**Exercise aim:**
Print the data below exactly, but only the lines from the one containing "lon)| (Some(lat), Some(lon)));" down to the one containing "downstream keyword mapping.", inclusive.

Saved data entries
——
// src/ingest/providers/news_rss.rs
//! Adapter for scraped news/RSS feeds. Conflict-monitoring feeds carry the
//! incident text in title/description and often a `<point>` geo element
//! ("lat lon") plus `<category>` labels; location usually has to come from
//! the geo point via the normalizer's macro-region lookup.

use anyhow::{Context, Result};
use async_trait::async_trait;
use metrics::{counter, histogram};
use quick_xml::de::from_str;
use serde::Deserialize;

use crate::event::SourceKind;
use crate::ingest::normalize_text;
use crate::ingest::types::{RawRecord, SourceAdapter};

#[derive(Debug, Deserialize)]
struct Rss {
    channel: Channel,
}

#[derive(Debug, Deserialize)]
struct Channel {
    #[serde(rename = "item", default)]
    item: Vec<Item>,
}

#[derive(Debug, Deserialize)]
struct Item {
    title: Option<String>,
    guid: Option<String>,
    #[serde(rename = "pubDate")]
    pub_date: Option<String>,
    description: Option<String>,
    category: Option<String>,
    /// georss-style "lat lon" pair.
    point: Option<String>,
    country: Option<String>,
}

fn parse_point(s: &str) -> Option<(f64, f64)> {
    let mut parts = s.split_whitespace();
    let lat = parts.next()?.parse().ok()?;
    let lon = parts.next()?.parse().ok()?;
    Some((lat, lon))
}

pub struct NewsRssProvider {
    mode: Mode,
}

enum Mode {
    Fixture(String),
    Http { url: String, client: reqwest::Client },
}

impl NewsRssProvider {
    pub fn from_fixture(s: &str) -> Self {
        Self {
            mode: Mode::Fixture(s.to_string()),
        }
    }

    pub fn from_url(url: impl Into<String>) -> Self {
        Self {
            mode: Mode::Http {
                url: url.into(),
                client: reqwest::Client::new(),
            },
        }
    }

    fn parse_items_from_str(s: &str) -> Result<Vec<RawRecord>> {
        let t0 = std::time::Instant::now();
        let xml_clean = scrub_html_entities_for_xml(s);
        let rss: Rss = from_str(&xml_clean).context("parsing news rss xml")?;

        let mut out = Vec::with_capacity(rss.channel.item.len());
        for it in rss.channel.item {
            let text_raw = format!(
                "{}. {}",
                it.title.as_deref().unwrap_or_default(),
                it.description.as_deref().unwrap_or_default()
            );
            let text = normalize_text(&text_raw);
            if text.is_empty() {
                continue;
            }

            let (latitude, longitude) = it
                .point
                .as_deref()
                .and_then(parse_point)
                .map_or((None, None), |(lat, lon)| (Some(lat), Some(lon)));

            // Category element when present, otherwise the cleaned headline
            // text feeds the downstream keyword mapping.
            let category = it.category.filter(|c| !c.trim().is_empty()).or(Some(text));

            out.push(RawRecord {
                id: it.guid,
                place: None,
                country: it.country,
                region: None,
                latitude,
                longitude,
                event_time: it.pub_date,
                category,
                source_hint: Some("news".to_string()),
                fatalities: None,
                actors: Vec::new(),
                verified: None,
                tags: Vec::new(),
            });
        }

        histogram!("aggregate_parse_ms").record(t0.elapsed().as_secs_f64() * 1_000.0);
        Ok(out)
    }
}

#[async_trait]
impl SourceAdapter for NewsRssProvider {
    async fn fetch_recent(&self) -> Result<Vec<RawRecord>> {
        match &self.mode {
            Mode::Fixture(s) => Self::parse_items_from_str(s),
            Mode::Http { url, client } => {
                let body = match client.get(url).send().await {
                    Ok(resp) => resp.text().await.context("news rss .text()")?,
                    Err(e) => {
                        counter!("aggregate_source_errors_total").increment(1);
                        return Err(e).context("news rss get()");
                    }
                };
                Self::parse_items_from_str(&body)
            }
        }
    }

    fn name(&self) -> &'static str {
        "conflict-wire"
    }

    fn kind(&self) -> SourceKind {
        SourceKind::News
    }
}

fn scrub_html_entities_for_xml(s: &str) -> String {
    s.replace("&nbsp;", " ")
        .replace("&ndash;", "-")
        .replace("&mdash;", "-")
        .replace("&ldquo;", "\"")
        .replace("&rdquo;", "\"")
        .replace("&lsquo;", "'")
        .replace("&rsquo;", "'")
}

#[cfg(test)]
mod tests {
    use super::*;

    const XML: &str = r#"<?xml version="1.0"?>
<rss version="2.0">
  <channel>
    <title>Conflict Wire</title>
    <item>
      <title>Airstrike reported near&nbsp;Kharkiv</title>
      <guid>news-abc-1</guid>
      <pubDate>Fri, 01 Aug 2025 12:00:00 GMT</pubDate>
      <description><![CDATA[<p>Multiple explosions reported.</p>]]></description>
      <point>49.99 36.23</point>
    </item>
    <item>
      <title>Protest in Tbilisi</title>
      <guid>news-abc-2</guid>
      <pubDate>Fri, 01 Aug 2025 13:00:00 GMT</pubDate>
      <description>Large demonstration downtown.</description>
      <category>protest</category>
      <country>Georgia</country>
    </item>
  </channel>
</rss>"#;

    #[test]
    fn items_map_to_raw_records() {
        let recs = NewsRssProvider::parse_items_from_str(XML).unwrap();
        assert_eq!(recs.len(), 2);

        let first = &recs[0];
        assert_eq!(first.id.as_deref(), Some("news-abc-1"));
        assert_eq!(first.latitude, Some(49.99));
        assert_eq!(first.longitude, Some(36.23));
        // No explicit category element: headline text carries the keywords.
        assert!(first.category.as_deref().unwrap().contains("Airstrike"));
        assert!(first.country.is_none());

        let second = &recs[1];
        assert_eq!(second.category.as_deref(), Some("protest"));
        assert_eq!(second.country.as_deref(), Some("Georgia"));
    }
}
——
**Result:**
                .map_or((None, None), |(lat, lon)| (Some(lat), Some(lon)));

            // Category element when present, otherwise the cleaned headline
            // text feeds the downstream keyword mapping.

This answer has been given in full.